Devimed-Projekt der ersten Generation tritt in Rückgabeetappe an die Nation ein

Die Agencia Nacional de Infraestructura (ANI) hat bestätigt, dass das Devimed-Projekt, Desarrollo Vial del Oriente Medellín, seine Rückgabeetappe zwischen dem 29. und 31. Juli 2026 beginnen wird. Dieser Prozess endet mit der formellen Übergabe der Infrastruktur an Invías. In den fünf vorangegangenen Monaten bleibt der Konzessionär für Betrieb und Wartung verantwortlich.
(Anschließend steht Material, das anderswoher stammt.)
//! REST client for the upstream scheduling service.

use async_trait::async_trait;
use chrono::{DateTime, SecondsFormat, Utc};
use reqwest::{Client, StatusCode};
use serde::Deserialize;
use serde_json::Value;
use std::time::Duration;
use tracing::{debug, instrument};

use crate::config::UpstreamConfig;
use crate::error::{RelayError, Result};
use crate::sync::{MeetingSource, SnapshotRecord};

const PAGE_SIZE: &str = "300";

#[derive(Debug, Deserialize)]
struct MeetingListResponse {
    #[serde(default)]
    meetings: Vec<Value>,
    #[serde(default)]
    next_page_token: Option<String>,
}

#[derive(Clone)]
pub struct ScheduleClient {
    http: Client,
    base_url: String,
    token: Option<String>,
}

impl ScheduleClient {
    pub fn new(config: &UpstreamConfig) -> Result<Self> {
        let http = Client::builder()
            .timeout(Duration::from_secs(config.timeout_secs))
            .build()?;

        Ok(Self {
            http,
            base_url: config.base_url.trim_end_matches('/').to_string(),
            token: config.token.clone(),
        })
    }

    fn meetings_url(&self) -> String {
        format!("{}/users/me/meetings", self.base_url)
    }
}

#[async_trait]
impl MeetingSource for ScheduleClient {
    /// Fetch every meeting in the window, following pagination
    #[instrument(skip(self))]
    async fn fetch(&self, from: DateTime<Utc>, to: DateTime<Utc>) -> Result<Vec<SnapshotRecord>> {
        let from = from.to_rfc3339_opts(SecondsFormat::Secs, true);
        let to = to.to_rfc3339_opts(SecondsFormat::Secs, true);

        let mut records = Vec::new();
        let mut page_token: Option<String> = None;

        loop {
            let mut request = self.http.get(self.meetings_url()).query(&[
                ("type", "upcoming"),
                ("from", from.as_str()),
                ("to", to.as_str()),
                ("page_size", PAGE_SIZE),
            ]);
            if let Some(token) = &self.token {
                request = request.bearer_auth(token);
            }
            if let Some(ref page) = page_token {
                request = request.query(&[("next_page_token", page.as_str())]);
            }

            let resp = request.send().await?;
            let status = resp.status();
            if status == StatusCode::UNAUTHORIZED {
                return Err(RelayError::Upstream("scheduling service rejected the token".to_string()));
            }
            if !status.is_success() {
                let body = resp.text().await.unwrap_or_default();
                return Err(RelayError::Upstream(format!("HTTP {}: {}", status.as_u16(), body)));
            }

            let body: MeetingListResponse = resp.json().await?;
            records.extend(body.meetings.iter().map(SnapshotRecord::from_json));

            page_token = body.next_page_token.filter(|t| !t.is_empty());
            if page_token.is_none() {
                break;
            }
        }

        debug!(count = records.len(), "Fetched upstream meetings");
        Ok(records)
    }
}
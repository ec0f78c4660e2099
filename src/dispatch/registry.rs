//! Agent registry: identity, credentials and liveness of host agents.

use chrono::{DateTime, Utc};
use sqlx::sqlite::SqliteRow;
use sqlx::Row;
use tracing::{debug, info, instrument, warn};

use crate::adapters::sqlite::{from_millis, from_millis_opt, to_millis};
use crate::adapters::SqliteStore;
use crate::domain::{Agent, AgentCandidate};
use crate::error::{RelayError, Result};

const AGENT_COLUMNS: &str = "id, display_name, base_url, api_key, os_type, hostname, \
     ip_address, client_version, created_at, last_seen_at";

#[derive(Clone)]
pub struct AgentRegistry {
    store: SqliteStore,
}

impl AgentRegistry {
    pub fn new(store: SqliteStore) -> Self {
        Self { store }
    }

    /// Register an agent, returning its id.
    ///
    /// Registration is idempotent per api_key: a restarted agent presenting a
    /// known key gets its telemetry refreshed and keeps its id.
    #[instrument(skip(self, candidate), fields(os = %candidate.os_type))]
    pub async fn register(&self, candidate: &AgentCandidate, now: DateTime<Utc>) -> Result<i64> {
        // A known api_key refreshes the existing row; NULL keys never conflict.
        let (id, created_at): (i64, i64) = sqlx::query_as(
            r#"
            INSERT INTO agents (display_name, base_url, api_key, os_type, hostname,
                                ip_address, client_version, created_at)
            VALUES (?, ?, ?, ?, ?, ?, ?, ?)
            ON CONFLICT(api_key) DO UPDATE SET
                display_name = COALESCE(excluded.display_name, agents.display_name),
                base_url = excluded.base_url,
                os_type = excluded.os_type,
                hostname = excluded.hostname,
                ip_address = excluded.ip_address,
                client_version = excluded.client_version
            RETURNING id, created_at
            "#,
        )
        .bind(&candidate.display_name)
        .bind(&candidate.base_url)
        .bind(&candidate.api_key)
        .bind(&candidate.os_type)
        .bind(&candidate.hostname)
        .bind(&candidate.ip_address)
        .bind(&candidate.client_version)
        .bind(to_millis(now))
        .fetch_one(self.store.pool())
        .await?;

        if created_at == to_millis(now) {
            info!(agent_id = id, hostname = ?candidate.hostname, "Agent registered");
        } else {
            info!(agent_id = id, "Agent re-registered");
        }
        Ok(id)
    }

    pub async fn get(&self, agent_id: i64) -> Result<Agent> {
        let sql = format!("SELECT {AGENT_COLUMNS} FROM agents WHERE id = ?");
        let row = sqlx::query(&sql)
            .bind(agent_id)
            .fetch_optional(self.store.pool())
            .await?;

        match row {
            Some(row) => agent_from_row(&row),
            None => Err(RelayError::NotFound(format!("agent {agent_id}"))),
        }
    }

    /// Record liveness. Failures are logged and swallowed.
    pub async fn touch(&self, agent_id: i64, now: DateTime<Utc>) {
        let result = sqlx::query("UPDATE agents SET last_seen_at = ? WHERE id = ?")
            .bind(to_millis(now))
            .bind(agent_id)
            .execute(self.store.pool())
            .await;

        match result {
            Ok(_) => debug!(agent_id, "Agent seen"),
            Err(e) => warn!(agent_id, error = %e, "Failed to update last_seen_at"),
        }
    }

    pub async fn list(&self) -> Result<Vec<Agent>> {
        let sql = format!("SELECT {AGENT_COLUMNS} FROM agents ORDER BY id");
        let rows = sqlx::query(&sql).fetch_all(self.store.pool()).await?;
        rows.iter().map(agent_from_row).collect()
    }

    pub async fn count(&self) -> Result<i64> {
        let count = sqlx::query_scalar("SELECT COUNT(*) FROM agents")
            .fetch_one(self.store.pool())
            .await?;
        Ok(count)
    }

    /// Operator-assigned display name
    pub async fn rename(&self, agent_id: i64, display_name: &str) -> Result<()> {
        let affected = sqlx::query("UPDATE agents SET display_name = ? WHERE id = ?")
            .bind(display_name)
            .bind(agent_id)
            .execute(self.store.pool())
            .await?
            .rows_affected();

        if affected == 0 {
            return Err(RelayError::NotFound(format!("agent {agent_id}")));
        }
        info!(agent_id, display_name, "Agent renamed");
        Ok(())
    }
}

fn agent_from_row(row: &SqliteRow) -> Result<Agent> {
    Ok(Agent {
        id: row.try_get("id")?,
        display_name: row.try_get("display_name")?,
        base_url: row.try_get("base_url")?,
        api_key: row.try_get("api_key")?,
        os_type: row.try_get("os_type")?,
        hostname: row.try_get("hostname")?,
        ip_address: row.try_get("ip_address")?,
        client_version: row.try_get("client_version")?,
        created_at: from_millis(row.try_get("created_at")?)?,
        last_seen_at: from_millis_opt(row.try_get("last_seen_at")?)?,
    })
}

#[cfg(test)]
mod tests {
    use super::*;

    fn candidate(api_key: Option<&str>) -> AgentCandidate {
        AgentCandidate {
            display_name: None,
            base_url: "http://192.168.1.20:8765".to_string(),
            api_key: api_key.map(str::to_string),
            os_type: "windows".to_string(),
            hostname: Some("studio-pc".to_string()),
            ip_address: Some("192.168.1.20".to_string()),
            client_version: "1.2.0".to_string(),
        }
    }

    async fn registry() -> AgentRegistry {
        AgentRegistry::new(SqliteStore::in_memory().await.unwrap())
    }

    #[tokio::test]
    async fn test_register_assigns_sequential_ids() {
        let registry = registry().await;
        let first = registry.register(&candidate(Some("k1")), Utc::now()).await.unwrap();
        let second = registry.register(&candidate(Some("k2")), Utc::now()).await.unwrap();
        assert_eq!(first, 1);
        assert_eq!(second, 2);
        assert_eq!(registry.count().await.unwrap(), 2);
    }

    #[tokio::test]
    async fn test_register_is_idempotent_per_api_key() {
        let registry = registry().await;
        let id = registry.register(&candidate(Some("k1")), Utc::now()).await.unwrap();

        let mut restarted = candidate(Some("k1"));
        restarted.client_version = "1.3.0".to_string();
        let again = registry.register(&restarted, Utc::now()).await.unwrap();

        assert_eq!(id, again);
        assert_eq!(registry.count().await.unwrap(), 1);
        assert_eq!(registry.get(id).await.unwrap().client_version, "1.3.0");
    }

    #[tokio::test]
    async fn test_concurrent_registration_with_same_key_yields_one_agent() {
        let registry = registry().await;
        let agent = candidate(Some("k1"));
        let now = Utc::now();

        let (a, b) = tokio::join!(registry.register(&agent, now), registry.register(&agent, now));

        assert_eq!(a.unwrap(), b.unwrap());
        assert_eq!(registry.count().await.unwrap(), 1);
    }

    #[tokio::test]
    async fn test_keyless_agents_are_not_deduplicated() {
        let registry = registry().await;
        registry.register(&candidate(None), Utc::now()).await.unwrap();
        registry.register(&candidate(None), Utc::now()).await.unwrap();
        assert_eq!(registry.count().await.unwrap(), 2);
    }

    #[tokio::test]
    async fn test_get_unknown_agent_is_not_found() {
        let registry = registry().await;
        assert!(matches!(registry.get(42).await, Err(RelayError::NotFound(_))));
    }

    #[tokio::test]
    async fn test_touch_and_rename() {
        let registry = registry().await;
        let id = registry.register(&candidate(Some("k1")), Utc::now()).await.unwrap();
        assert!(registry.get(id).await.unwrap().last_seen_at.is_none());

        registry.touch(id, Utc::now()).await;
        registry.rename(id, "Room 4").await.unwrap();

        let agent = registry.get(id).await.unwrap();
        assert!(agent.last_seen_at.is_some());
        assert_eq!(agent.display_name.as_deref(), Some("Room 4"));
        assert!(matches!(registry.rename(99, "x").await, Err(RelayError::NotFound(_))));

        // touching an unknown agent is not an error for the caller
        registry.touch(99, Utc::now()).await;
    }
}
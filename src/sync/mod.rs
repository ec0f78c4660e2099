//! Meeting cache reconciliation against the upstream scheduling service.

pub mod expiry;
pub mod reconciler;
pub mod source;
pub mod store;

pub use expiry::ExpiryScanner;
pub use reconciler::{Reconciler, SyncReport, SyncWindow};
#[cfg(test)]
pub use source::MockMeetingSource;
pub use source::{MeetingSource, SnapshotRecord};
pub use store::MeetingStore;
Das Devimed-Projekt, eines der ersten Generation Straßenkonzessionsverträge Kolumbiens, befindet sich derzeit in der Betriebs- und Wartungsphase. Laut ANI profitiert es 450.000 Einwohner in Gemeinden einschließlich Guarne, Rionegro, Marinilla, Santuario, El Retiro, La Ceja, Carmen de Viboral und La Unión. ANI-Präsident Oscar Torres erklärte, dass die Behörde vier Verträge verwaltet, die zwischen 1994 und 1997 abgeschlossen wurden und sich in der Endphase ihrer Vertragslaufzeit befinden und zwischen 2026 und 2031 rückübertragen werden. „Eines davon ist Devimed, das heute in eine neue Phase unter strenger staatlicher Aufsicht übergeht“, betonte Torres. Zu den wichtigsten Erfolgen zählen der Bau von 68,12 km voll beleuchteter Nebenfahrbahnen, zwei Tunnel auf der Schnellstraße Medellín - Santuario sowie die Verbesserung und Sanierung von 105,5 km Fahrbahn. Die Mautstellen Las Palmas und Copacabana in Guarne gehören zur Infrastruktur, ebenso wie Abrufdienste für Kran und Krankenwagen. Diese werden bis zur Rückgabe unter dem Konzessionsvertrag 0275/96 betrieben. Zusätzlich plant die ANI, Überschussmittel für lokale Verbesserungen einzusetzen: einen Viadukt zum Zugang zu den Stauseen Guatapé - El Peñón - San Carlos in Marinilla im Wert von 53 Milliarden $, und einen Verkehrsknoten im Somer-Sektor von Rionegro für 43 Milliarden $. Dieser Übergang gewährleistet den kontinuierlichen Straßenbetrieb im östlichen Antioquia.